Vinegar should be fine. Just be sure to rinse it and neutralize it after you clean off the residue. 

You could wash it very well and try a polish compound as well. If that doesn't work, a swirl mark compound and last yet (most aggressive) rubbing compound.


----------



## RichardZ (Dec 19, 2011)

Thanks! Other than rinsing real well, is there anything else I should do to neutralize the vinegar?

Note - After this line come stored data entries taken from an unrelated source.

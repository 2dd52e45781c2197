//! mosaic-rs: image mosaics and image-based plots for tabular datasets.
//!
//! Images are loaded from a directory or a data column, optionally ordered by
//! an HSV statistic or a data variable, and tiled into composite canvases
//! that are handed to a pluggable `Renderer`.

pub mod api;
pub mod context;
pub mod core;
pub mod data;
pub mod error;
pub mod features;
pub mod io;
pub mod render;
pub mod telemetry;
pub mod workers;

pub use api::{Plotter, PlotterConfig, SortKey};
pub use error::{MosaicError, MosaicResult};
use std::collections::HashMap;

use ordered_float::OrderedFloat;
use serde::{Deserialize, Serialize};

use crate::data::{Column, DataTable};
use crate::error::{MosaicError, MosaicResult};

/// A numeric variable: either a column of the data table or inline values.
#[derive(Debug, Clone, PartialEq, Serialize, Deserialize)]
pub enum Variable {
    Column(String),
    Values(Vec<f64>),
}

impl Variable {
    pub fn resolve_numeric(&self, data: Option<&DataTable>) -> MosaicResult<Vec<f64>> {
        match self {
            Self::Values(values) => Ok(values.clone()),
            Self::Column(name) => match data {
                Some(table) => Ok(table.numeric_column(name)?.to_vec()),
                None => Err(MosaicError::UnknownColumn(name.clone())),
            },
        }
    }
}

impl From<&str> for Variable {
    fn from(name: &str) -> Self {
        Self::Column(name.to_owned())
    }
}

impl From<String> for Variable {
    fn from(name: String) -> Self {
        Self::Column(name)
    }
}

impl From<Vec<f64>> for Variable {
    fn from(values: Vec<f64>) -> Self {
        Self::Values(values)
    }
}

/// A categorical variable: a column (text or numeric) or inline labels.
#[derive(Debug, Clone, PartialEq, Serialize, Deserialize)]
pub enum Category {
    Column(String),
    Labels(Vec<String>),
}

impl From<&str> for Category {
    fn from(name: &str) -> Self {
        Self::Column(name.to_owned())
    }
}

impl From<Vec<String>> for Category {
    fn from(labels: Vec<String>) -> Self {
        Self::Labels(labels)
    }
}

/// Sorted distinct levels plus the level index of every observation.
#[derive(Debug, Clone, PartialEq, Eq)]
pub struct Categorical {
    pub levels: Vec<String>,
    pub codes: Vec<usize>,
}

impl Categorical {
    #[must_use]
    pub fn len(&self) -> usize {
        self.codes.len()
    }

    #[must_use]
    pub fn is_empty(&self) -> bool {
        self.codes.is_empty()
    }

    /// Observation indices belonging to each level, in level order.
    #[must_use]
    pub fn groups(&self) -> Vec<Vec<usize>> {
        let mut groups = vec![Vec::new(); self.levels.len()];
        for (index, &code) in self.codes.iter().enumerate() {
            groups[code].push(index);
        }
        groups
    }
}

impl Category {
    /// Numeric columns order their levels numerically, text lexicographically.
    pub fn resolve(&self, data: Option<&DataTable>) -> MosaicResult<Categorical> {
        match self {
            Self::Labels(labels) => Ok(encode_text(labels)),
            Self::Column(name) => {
                let table = data.ok_or_else(|| MosaicError::UnknownColumn(name.clone()))?;
                match table.column(name) {
                    Some(Column::Text(labels)) => Ok(encode_text(labels)),
                    Some(Column::Numeric(values)) => encode_numeric(values),
                    None => Err(MosaicError::UnknownColumn(name.clone())),
                }
            }
        }
    }
}

fn encode_text(labels: &[String]) -> Categorical {
    let mut levels: Vec<String> = labels.to_vec();
    levels.sort();
    levels.dedup();
    let lookup: HashMap<&str, usize> = levels
        .iter()
        .enumerate()
        .map(|(code, level)| (level.as_str(), code))
        .collect();
    let codes = labels.iter().map(|label| lookup[label.as_str()]).collect();
    Categorical { levels, codes }
}

fn encode_numeric(values: &[f64]) -> MosaicResult<Categorical> {
    if values.iter().any(|value| value.is_nan()) {
        return Err(MosaicError::InvalidData(
            "categorical values must not be NaN".to_owned(),
        ));
    }

    let mut distinct: Vec<OrderedFloat<f64>> = values.iter().copied().map(OrderedFloat).collect();
    distinct.sort();
    distinct.dedup();
    let lookup: HashMap<OrderedFloat<f64>, usize> = distinct
        .iter()
        .enumerate()
        .map(|(code, value)| (*value, code))
        .collect();

    Ok(Categorical {
        levels: distinct.iter().map(|value| format_level(value.0)).collect(),
        codes: values.iter().map(|value| lookup[&OrderedFloat(*value)]).collect(),
    })
}

fn format_level(value: f64) -> String {
    if value.fract() == 0.0 && value.abs() < 1e15 {
        format!("{}", value as i64)
    } else {
        format!("{value}")
    }
}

I'm familiar with rubbing compound, and I think the same for a polishing compound. But what the heck is a swirl compound, and where can I get it (Advanced Auto?)

Richard


----------



## Windows on Wash (Aug 30, 2011)

Baking soda works. 

Any parts store will have the swirl mark remover stuff.


----------



## RichardZ (Dec 19, 2011)

Thanks! Much appreciated!


----------



## RichardZ (Dec 19, 2011)

Windows on Wash,

Thanks for your help. It turns out that my fears of it being embedded in the paint were unfounded. I noticed after a few rains that the spots were beginning to fade, so I took a cloth and some water, and voila! it all came off. Whew. Thanks for your suggestions though -- it could easily have turned out otherwise!

Richard

P.S. - Sorry to take so long to get back to you (been a bit busy), but I did want to tell you what the results were, and to say thanks...


----------



## Windows on Wash (Aug 30, 2011)

Thanks for the follow up. Glad it worked out.


----------